Oil prices finally moved with losses today, erasing the day’s initial gains after the EU agreed to an adjustment of its sanctions that will allow Russian exports to third countries.
In particular, his September contract Brent which at the high of the day had reached up to 105.72 dollars per barrel, finally closed at 103.86 with a fall 0.6% or $0.61.
On a weekly basis, however, the contract strengthened by 2% from last Friday’s close of $101.16.
However, the position of the most active Brent contract has now been taken by the October one, which moved with losses 1.1% closing at $98.38 the barrel.
The pressures were greater on the American one WTI September, which completed its transactions in 94.7 dollars the falling barrel 1.7% or $1.65, while during the day it had reached up to $97.95.

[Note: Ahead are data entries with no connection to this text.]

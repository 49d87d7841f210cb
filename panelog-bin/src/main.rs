mod cli;

use clap::Parser;
use cli::{Cli, resolve_layout, user_layout_path};
use crossterm::event;
use panelog_file::FileTailSource;
use panelog_framework::{Viewer, start_viewer};
use ratatui::{
    Terminal,
    backend::CrosstermBackend,
    crossterm::{
        event::{DisableMouseCapture, EnableMouseCapture},
        execute,
        style::{Color, ResetColor, SetBackgroundColor},
        terminal::{
            Clear, ClearType, EnterAlternateScreen, LeaveAlternateScreen, disable_raw_mode,
            enable_raw_mode,
        },
    },
};
use std::io;
use std::panic;
use std::process::ExitCode;
use std::sync::atomic::Ordering;
use std::time::Duration;

fn main() -> ExitCode {
    let cli = Cli::parse();

    // everything that can reject the configuration happens before the screen is taken
    let viewer = match build_viewer(&cli) {
        Ok(viewer) => viewer,
        Err(err) => {
            eprintln!("Error: {:#}", err);
            return ExitCode::FAILURE;
        }
    };

    let shutdown = viewer.shutdown_signal();
    if let Err(e) = ctrlc::set_handler(move || shutdown.store(true, Ordering::Relaxed)) {
        log::warn!("Could not install signal handler: {}", e);
    }

    let mut terminal = match setup_terminal() {
        Ok(terminal) => terminal,
        Err(err) => {
            let _ = restore_terminal();
            eprintln!("Error: could not set up terminal: {}", err);
            return ExitCode::FAILURE;
        }
    };

    // Ensure we restore the terminal on panic
    let original_hook = panic::take_hook();
    panic::set_hook(Box::new(move |panic_info| {
        let _ = restore_terminal();
        original_hook(panic_info);
    }));

    let app_result = start_viewer(&mut terminal, viewer);

    // Always restore terminal before printing or exiting
    let _ = restore_terminal();

    match app_result {
        Ok(()) => ExitCode::SUCCESS,
        Err(err) => {
            eprintln!("Application Error: {:?}", err);
            ExitCode::FAILURE
        }
    }
}

fn build_viewer(cli: &Cli) -> anyhow::Result<Viewer> {
    let user_layout = user_layout_path();
    let layout = resolve_layout(cli.config.as_deref(), user_layout.as_deref())?;

    let mut viewer = Viewer::new(&layout, cli.viewer_desc())?;
    for path in &cli.log_files {
        let source = FileTailSource::new(path.clone()).tail_only(cli.tail_only);
        viewer.add_source(source, None)?;
    }

    Ok(viewer)
}

fn setup_terminal() -> io::Result<Terminal<CrosstermBackend<io::Stdout>>> {
    enable_raw_mode()?;
    let mut stdout = io::stdout();
    // alternate screen keeps the shell scrollback clean; mouse capture drives wheel scrolling
    execute!(stdout, EnterAlternateScreen, EnableMouseCapture)?;
    execute!(
        stdout,
        SetBackgroundColor(Color::Reset),
        Clear(ClearType::All)
    )?;
    let backend = CrosstermBackend::new(stdout);
    Terminal::new(backend)
}

fn restore_terminal() -> io::Result<()> {
    let mut stdout = io::stdout();

    let _ = execute!(stdout, ResetColor);
    let _ = execute!(stdout, DisableMouseCapture);
    let _ = execute!(stdout, LeaveAlternateScreen);

    // Drain pending events so they don't leak to the shell
    while event::poll(Duration::from_millis(0)).unwrap_or(false) {
        let _ = event::read();
    }

    let _ = disable_raw_mode();

    Ok(())
}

On a weekly basis, the WTI September contract closed approx 3% lower than the previous Friday’s 97.59, which however related to the August contract that expired on Wednesday.
In the main news of the day, which appeared to lead to a change of sign in the contracts, the EU clarified that the state-owned Russian Rosneft and Gazprom will be able to continue exporting oil to third countries in order to limit risks to global energy security.
“In the short term it’s definitely negative news (for oil), which probably gave us a little bit of a selloff today,” noted Phil Flynn, analyst at Price Futures Group.
The EU announcement comes in the wake of the statement made earlier by the governor of the Central Bank of Russia, Elvira Nabiulina, that Russia will not supply oil to countries that decide to put a ceiling on its price.
Further pressure on prices was data that showed business activity in both the US and Europe fell to a multi-year low, according to S&P Global’s preliminary PMI.
But despite growing negative signs of a global economic slowdown that will hurt energy demand, extremely tight supply continues to support prices.
However, fears over global crude supplies have eased slightly after Libya restored production at several fields during the week.
But as UBS’s Giovanni Stauvono comments, “Libyan production is recovering, but with the conflicts in the capital, no one knows how long this recovery in production will last.”
In any case, WTI has taken a beating in the past two sessions after data showed US gasoline demand has fallen nearly 8% since last year due to record prices at the pump, even as we enter the peak summer driving season. .
Instead, signs of strong demand in Asia supported global benchmark Brent, putting the contract on track for its first weekly gain in six weeks.